The entire population of the factory town and of those enormous districts in every large city in which the children live who most need the protection of child-labor legislation, consists of people who have come together in response to the demands of modern industry. They are held together by the purely impersonal tie of working in one large factory, in which they not only do not know each other, but in which no one person nor even group of persons knows everybody. They are utterly without the natural and minute acquaintance and inter-family relationships that rural and village life afford, and are therefore much more dependent upon the social sympathy and power of effective association which is becoming its urban substitute.
This substitute can be most easily elaborated among groups of children. Somewhere they must learn to carry on an orderly daily life—that life of mutual trust, forbearance, and help which is the only real life of civilized man. Play is the great social stimulus, and it is the prime motive which unites children and draws them into comradeship. A true democratic relation and ease of acquaintance is found among the children in a typical factory community because they more readily overcome differences of language, tradition, and religion than do the adults. “It is in play that nature reveals her anxious care to discover men to each other,” and this happy and important task, children unconsciously carry forward day by day with all the excitement and joy of co-ordinate activity. They accomplish that which their elders could not possibly do, and they render a most important service to the community. We have not as yet utilized this joy of association in relation to the system of factory production which is so preëminently one of large bodies of men working together for hours at a time. But there is no doubt that it would bring a new power into modern industry if the factory could avail itself of that esprit de corps, that triumphant buoyancy which the child experiences when he feels his complete identification with a social group; that sense of security which comes upon him sitting in a theatre or “at a party,” when he issues forth from himself and is lost in a fairyland which has been evoked not only by his own imagination, but by that of his companions as well. This power of association, of assimilation, which children possess in such a high degree, is easily carried over into the affairs of youth if it but be given opportunity and freedom for action, as it is in the college life of more favored young people. The esprit de corps of an athletic team, that astonishing force of co-operation, is, however, never consciously carried over into industry, but is persistently disregarded.
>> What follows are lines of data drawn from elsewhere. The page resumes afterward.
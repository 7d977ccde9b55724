//! `shade fmt`: re-indent a file.

use shade_edit::{format_source, ConfigError, EditorConfig};

use super::{flag_value, glsl, parse_number, read_file};

/// Options of the `fmt` command.
#[derive(Clone, Debug, Default, PartialEq, Eq)]
pub struct FmtOptions {
    /// Report whether the file is formatted instead of printing it.
    pub check: bool,
    /// Spaces per level, when not the default.
    pub indent_unit: Option<u32>,
}

impl FmtOptions {
    fn config(&self) -> EditorConfig {
        let mut config = EditorConfig::default();
        if let Some(unit) = self.indent_unit {
            config.indent_unit = unit;
        }
        config
    }
}

/// Parse `<file> [--check] [--indent=N]`.
pub fn parse_fmt_options(args: &[String]) -> Result<(String, FmtOptions), String> {
    let mut options = FmtOptions::default();
    let mut path = None;
    for arg in args {
        if arg == "--check" {
            options.check = true;
        } else if let Some(value) = flag_value(arg, "indent") {
            options.indent_unit = Some(parse_number("indent", value)?);
        } else if arg.starts_with('-') {
            return Err(format!("unknown option '{arg}'"));
        } else if path.is_none() {
            path = Some(arg.clone());
        } else {
            return Err(format!("unexpected argument '{arg}'"));
        }
    }
    let path = path.ok_or_else(|| "missing file path".to_owned())?;
    Ok((path, options))
}

/// Formatted `content`.
pub(crate) fn format_text(content: &str, options: &FmtOptions) -> Result<String, ConfigError> {
    format_source(content, glsl(), options.config())
}

/// Format `path` to stdout, or check it. Returns `false` when the command
/// failed or the check found a difference.
pub fn run_format(path: &str, options: &FmtOptions) -> bool {
    let content = match read_file(path) {
        Ok(content) => content,
        Err(e) => {
            eprintln!("error: {e}");
            return false;
        }
    };
    tracing::debug!(path, bytes = content.len(), check = options.check, "fmt");
    let formatted = match format_text(&content, options) {
        Ok(formatted) => formatted,
        Err(e) => {
            eprintln!("error: {e}");
            return false;
        }
    };

    if options.check {
        if formatted == content {
            return true;
        }
        eprintln!("{path}: would reformat");
        return false;
    }
    print!("{formatted}");
    true
}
It is, indeed, lost before it is discovered—if I may be permitted an Irish bull—in the case of children who are put to work before they have had time to develop the power beyond its most childish and haphazard manifestations.
Factory life depends upon groups of people working together, and yet it is content with the morphology of the group, as it were, paying no attention to its psychology, to the interaction of its members. By regarding each producer as a solitary unit, a tremendous power is totally unutilized. In the case of children who are prematurely put to work under such conditions, an unwarranted nervous strain is added as they make their effort to stand up to the individual duties of life while still in the stage of group and family dependence.
We naturally associate a factory with orderly productive action; but similarity of action, without identical thought and co-operative intelligence, is coercion, and not order. The present factory discipline needs to be redeemed as the old school discipline has been redeemed. In the latter the system of prizes and punishments has been largely given up, not only because they were difficult to administer, but because they utterly failed to free the powers of the child.